How had he gotten to this point? He took hold of who he was, and like a string he tried to follow it back through time. But that string was so tangled and twisted that he found he wasn’t able to follow it very far.
His father had introduced him to this lifestyle when he was a child, but that was no excuse. He’d had plenty of opportunities to escape. So why hadn’t he run off when he’d had the chance?
A shadow caught his eye, and he turned in its direction just in time for the darkness before him to melt, morph, coalesce into the figure of another man. The figure dropped a cigarette to the ground, tamped it beneath the heel of a thick leather boot and tipped a broad fedora hat in Max’s direction.
“Evening,” said the man, and oddly Max was reminded of John Wayne. He reached out with a thick muscular hand. Max took it and shook.
“Evening,” echoed Max. Butterflies churned in his stomach. This was it. This was when it would all go to Hell.
“The boss has another job for you,” said the man, reaching in his pocket for a second cigarette. “A gentleman by the name of Richardson. Says he’ll pay quite a sum if you can do this one right.” A stainless steel lighter sparked, ignited. The man lit up and took a long drag. “Sounds important.”
Max shifted his feet, shivered as the frigid air pressed in around him.
Richardson. Max wondered how he’d crossed the boss’s path, and he could only speculate on how terribly he’d fucked up to warrant the boss’s intervention.
Max would be asked to introduce himself, to befriend him, to gain his trust so that he could ultimately lure him to his demise. It was a skill he was good at, a skill that ran in his family, the ability to read minds, to get at the heart of a person’s needs and desires. That, along with a pinch of charisma, won them over every time.

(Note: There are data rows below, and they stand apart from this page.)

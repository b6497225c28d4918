//! Project validation logic.

use crate::schema::{
    BoundaryDef, ComponentDef, ComponentKind, MaterialDef, PressureCurveDef, Project, SolverDef,
    SubstanceDef, SubstanceKind,
};
use std::collections::{HashMap, HashSet};

pub const LATEST_VERSION: u32 = 1;

#[derive(thiserror::Error, Debug)]
pub enum ValidationError {
    #[error("Duplicate ID: {id} in {context}")]
    DuplicateId { id: String, context: String },

    #[error("Missing reference: {id} in {context}")]
    MissingReference { id: String, context: String },

    #[error("Invalid value: {field} = {value} ({reason})")]
    InvalidValue {
        field: String,
        value: String,
        reason: String,
    },

    #[error("Unsupported feature: {feature} - {reason}")]
    Unsupported { feature: String, reason: String },

    #[error("Unsupported version: {version}")]
    UnsupportedVersion { version: u32 },
}

#[derive(Clone, Copy, PartialEq, Eq)]
enum Phase {
    Liquid,
    Gas,
}

pub fn validate_project(project: &Project) -> Result<(), ValidationError> {
    if project.version == 0 || project.version > LATEST_VERSION {
        return Err(ValidationError::UnsupportedVersion {
            version: project.version,
        });
    }

    let mut substances = HashMap::new();
    for substance in &project.substances {
        if substances.contains_key(substance.id.as_str()) {
            return Err(ValidationError::DuplicateId {
                id: substance.id.clone(),
                context: "substances".to_string(),
            });
        }
        substances.insert(substance.id.as_str(), validate_substance(substance)?);
    }

    let mut materials = HashSet::new();
    for material in &project.materials {
        if !materials.insert(material.id.as_str()) {
            return Err(ValidationError::DuplicateId {
                id: material.id.clone(),
                context: "materials".to_string(),
            });
        }
        validate_material(material)?;
    }

    if project.components.is_empty() {
        return Err(ValidationError::InvalidValue {
            field: "components".to_string(),
            value: "[]".to_string(),
            reason: "a chain needs at least one component".to_string(),
        });
    }

    let mut component_ids = HashSet::new();
    for (position, component) in project.components.iter().enumerate() {
        if !component_ids.insert(component.id.as_str()) {
            return Err(ValidationError::DuplicateId {
                id: component.id.clone(),
                context: "components".to_string(),
            });
        }
        if matches!(component.kind, ComponentKind::Cylinder { .. }) && position != 0 {
            return Err(ValidationError::Unsupported {
                feature: format!("Cylinder '{}' at position {position}", component.id),
                reason: "a source must be the first component; nothing upstream of it is reached"
                    .to_string(),
            });
        }
        validate_component(component, &substances, &materials)?;
    }

    validate_boundary(&project.boundary, &substances)?;
    validate_solver(&project.solver)?;
    Ok(())
}

fn validate_substance(substance: &SubstanceDef) -> Result<Phase, ValidationError> {
    let ctx = format!("substance '{}'", substance.id);
    match &substance.kind {
        SubstanceKind::Liquid {
            density_kg_m3,
            viscosity_pa_s,
        } => {
            positive(&ctx, "density_kg_m3", *density_kg_m3)?;
            positive(&ctx, "viscosity_pa_s", *viscosity_pa_s)?;
            Ok(Phase::Liquid)
        }
        SubstanceKind::Gas {
            gas_constant_j_per_kg_k,
            viscosity_pa_s,
        } => {
            positive(&ctx, "gas_constant_j_per_kg_k", *gas_constant_j_per_kg_k)?;
            positive(&ctx, "viscosity_pa_s", *viscosity_pa_s)?;
            Ok(Phase::Gas)
        }
    }
}

fn validate_material(material: &MaterialDef) -> Result<(), ValidationError> {
    let ctx = format!("material '{}'", material.id);
    non_negative(&ctx, "roughness_m", material.roughness_m)
}

fn validate_component(
    component: &ComponentDef,
    substances: &HashMap<&str, Phase>,
    materials: &HashSet<&str>,
) -> Result<(), ValidationError> {
    let ctx = format!("component '{}'", component.id);
    let material_ref = |id: &str| -> Result<(), ValidationError> {
        if materials.contains(id) {
            Ok(())
        } else {
            Err(ValidationError::MissingReference {
                id: id.to_string(),
                context: format!("{ctx} material"),
            })
        }
    };

    match &component.kind {
        ComponentKind::Cylinder {
            pressure_pa,
            volume_m3,
        } => {
            positive(&ctx, "pressure_pa", *pressure_pa)?;
            positive(&ctx, "volume_m3", *volume_m3)?;
        }
        ComponentKind::Conduit {
            length_m,
            diameter_m,
            material,
        } => {
            non_negative(&ctx, "length_m", *length_m)?;
            positive(&ctx, "diameter_m", *diameter_m)?;
            material_ref(material)?;
        }
        ComponentKind::Elbow {
            length_m,
            diameter_m,
            material,
            angle_deg,
            bend_radius_m,
        } => {
            non_negative(&ctx, "length_m", *length_m)?;
            positive(&ctx, "diameter_m", *diameter_m)?;
            positive(&ctx, "angle_deg", *angle_deg)?;
            if *angle_deg > 180.0 {
                return Err(invalid(&ctx, "angle_deg", *angle_deg, "must not exceed 180"));
            }
            if !bend_radius_m.is_finite() || *bend_radius_m < 0.5 * diameter_m {
                return Err(invalid(
                    &ctx,
                    "bend_radius_m",
                    *bend_radius_m,
                    "must be at least half the diameter",
                ));
            }
            material_ref(material)?;
        }
        ComponentKind::Tee {
            length_m,
            diameter_m,
            material,
            run_loss_coefficient,
        } => {
            non_negative(&ctx, "length_m", *length_m)?;
            positive(&ctx, "diameter_m", *diameter_m)?;
            if let Some(k) = run_loss_coefficient {
                non_negative(&ctx, "run_loss_coefficient", *k)?;
            }
            material_ref(material)?;
        }
        ComponentKind::Valve {
            diameter_m,
            closure_angle_deg,
            gate_lift_m,
            ..
        } => {
            positive(&ctx, "diameter_m", *diameter_m)?;
            if let Some(a) = closure_angle_deg {
                if !a.is_finite() || !(0.0..90.0).contains(a) {
                    return Err(invalid(&ctx, "closure_angle_deg", *a, "must be in [0, 90)"));
                }
            }
            if let Some(h) = gate_lift_m {
                positive(&ctx, "gate_lift_m", *h)?;
            }
        }
        ComponentKind::CheckValve { diameter_m, .. } => {
            positive(&ctx, "diameter_m", *diameter_m)?;
        }
        ComponentKind::PressureReducer { curves } => {
            if curves.is_empty() {
                return Err(ValidationError::InvalidValue {
                    field: format!("{ctx}.curves"),
                    value: "[]".to_string(),
                    reason: "at least one curve is required".to_string(),
                });
            }
            let mut inputs: Vec<f64> = Vec::with_capacity(curves.len());
            for curve in curves {
                validate_curve(&ctx, curve)?;
                if inputs.contains(&curve.input_pressure_pa) {
                    return Err(invalid(
                        &ctx,
                        "input_pressure_pa",
                        curve.input_pressure_pa,
                        "curves must have distinct input pressures",
                    ));
                }
                inputs.push(curve.input_pressure_pa);
            }
        }
        ComponentKind::BurstDisk { burst_pressure_pa } => {
            positive(&ctx, "burst_pressure_pa", *burst_pressure_pa)?;
        }
        ComponentKind::Tank {
            pressure_pa,
            volume_m3,
            diameter_m,
            inlet_diameter_m,
            outlet_diameter_m,
            pressurant,
            propellant,
            interface_position_m,
        } => {
            positive(&ctx, "pressure_pa", *pressure_pa)?;
            positive(&ctx, "volume_m3", *volume_m3)?;
            positive(&ctx, "diameter_m", *diameter_m)?;
            positive(&ctx, "inlet_diameter_m", *inlet_diameter_m)?;
            positive(&ctx, "outlet_diameter_m", *outlet_diameter_m)?;
            non_negative(&ctx, "interface_position_m", *interface_position_m)?;
            for (field, value) in [
                ("inlet_diameter_m", *inlet_diameter_m),
                ("outlet_diameter_m", *outlet_diameter_m),
            ] {
                if value > *diameter_m {
                    return Err(invalid(&ctx, field, value, "exceeds the tank diameter"));
                }
            }
            expect_phase(&ctx, "pressurant", pressurant, Phase::Gas, substances)?;
            expect_phase(&ctx, "propellant", propellant, Phase::Liquid, substances)?;
        }
        ComponentKind::Injector { a, n } => {
            positive(&ctx, "a", *a)?;
            positive(&ctx, "n", *n)?;
        }
        ComponentKind::Filter {
            diameter_m,
            loss_coefficient,
        } => {
            positive(&ctx, "diameter_m", *diameter_m)?;
            non_negative(&ctx, "loss_coefficient", *loss_coefficient)?;
        }
    }
    Ok(())
}

fn validate_curve(ctx: &str, curve: &PressureCurveDef) -> Result<(), ValidationError> {
    positive(ctx, "input_pressure_pa", curve.input_pressure_pa)?;
    if curve.mass_flow_kgps.len() != curve.output_pressure_pa.len() {
        return Err(ValidationError::InvalidValue {
            field: format!("{ctx}.curves"),
            value: format!(
                "{} mass flows, {} pressures",
                curve.mass_flow_kgps.len(),
                curve.output_pressure_pa.len()
            ),
            reason: "breakpoint arrays must have equal length".to_string(),
        });
    }
    if curve.mass_flow_kgps.len() < 2 {
        return Err(ValidationError::InvalidValue {
            field: format!("{ctx}.curves"),
            value: curve.mass_flow_kgps.len().to_string(),
            reason: "at least two breakpoints are required".to_string(),
        });
    }
    if curve
        .mass_flow_kgps
        .windows(2)
        .any(|w| !(w[1] > w[0]) || !w[0].is_finite() || !w[1].is_finite())
    {
        return Err(ValidationError::InvalidValue {
            field: format!("{ctx}.curves.mass_flow_kgps"),
            value: format!("{:?}", curve.mass_flow_kgps),
            reason: "must be strictly increasing".to_string(),
        });
    }
    for p in &curve.output_pressure_pa {
        positive(ctx, "output_pressure_pa", *p)?;
    }
    Ok(())
}

fn validate_boundary(
    boundary: &BoundaryDef,
    substances: &HashMap<&str, Phase>,
) -> Result<(), ValidationError> {
    let ctx = "boundary";
    positive(ctx, "pressure_pa", boundary.pressure_pa)?;
    non_negative(ctx, "mass_flow_kgps", boundary.mass_flow_kgps)?;
    positive(ctx, "temperature_k", boundary.temperature_k)?;
    if !substances.contains_key(boundary.substance.as_str()) {
        return Err(ValidationError::MissingReference {
            id: boundary.substance.clone(),
            context: "boundary substance".to_string(),
        });
    }
    Ok(())
}

fn validate_solver(solver: &SolverDef) -> Result<(), ValidationError> {
    let ctx = "solver";
    positive(ctx, "time_step_s", solver.time_step_s)?;
    positive(ctx, "initial_mass_flow_kgps", solver.initial_mass_flow_kgps)?;
    positive(ctx, "mass_flow_step_kgps", solver.mass_flow_step_kgps)?;
    positive(ctx, "rel_tol", solver.rel_tol)?;
    positive(ctx, "min_mass_flow_kgps", solver.min_mass_flow_kgps)?;
    if solver.max_iterations == 0 {
        return Err(invalid(ctx, "max_iterations", 0.0, "must be at least 1"));
    }
    if let Some(p) = solver.target_source_pressure_pa {
        positive(ctx, "target_source_pressure_pa", p)?;
    }
    if let Some(t) = solver.max_time_s {
        positive(ctx, "max_time_s", t)?;
    }
    Ok(())
}

fn expect_phase(
    ctx: &str,
    role: &str,
    id: &str,
    phase: Phase,
    substances: &HashMap<&str, Phase>,
) -> Result<(), ValidationError> {
    match substances.get(id) {
        None => Err(ValidationError::MissingReference {
            id: id.to_string(),
            context: format!("{ctx} {role}"),
        }),
        Some(p) if *p != phase => Err(ValidationError::InvalidValue {
            field: format!("{ctx}.{role}"),
            value: id.to_string(),
            reason: match phase {
                Phase::Gas => "must reference a gas".to_string(),
                Phase::Liquid => "must reference a liquid".to_string(),
            },
        }),
        Some(_) => Ok(()),
    }
}

fn invalid(ctx: &str, field: &str, value: f64, reason: &str) -> ValidationError {
    ValidationError::InvalidValue {
        field: format!("{ctx}.{field}"),
        value: value.to_string(),
        reason: reason.to_string(),
    }
}

fn positive(ctx: &str, field: &str, value: f64) -> Result<(), ValidationError> {
    if value.is_finite() && value > 0.0 {
        Ok(())
    } else {
        Err(invalid(ctx, field, value, "must be positive and finite"))
    }
}

fn non_negative(ctx: &str, field: &str, value: f64) -> Result<(), ValidationError> {
    if value.is_finite() && value >= 0.0 {
        Ok(())
    } else {
        Err(invalid(ctx, field, value, "must be non-negative and finite"))
    }
}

No doubt Richardson would be dethroned. That was the boss’s term. It meant he would be stripped of everything but his life, imprisoned just outside the range of human perception, forced to look on from the shadows in despair as someone else stole his identity, his life, and enjoyed all the things that were rightfully his. He would be doomed to wander the Earth in exile forever.
Like a disinherited prince, the boss was wont to say, hence the term.
But Max wanted no part of it, not anymore. He’d ruined too many lives, had betrayed too many people’s trust, consigning them to a fate worse than death. He’d foolishly followed in his father’s footsteps, but he would follow no further.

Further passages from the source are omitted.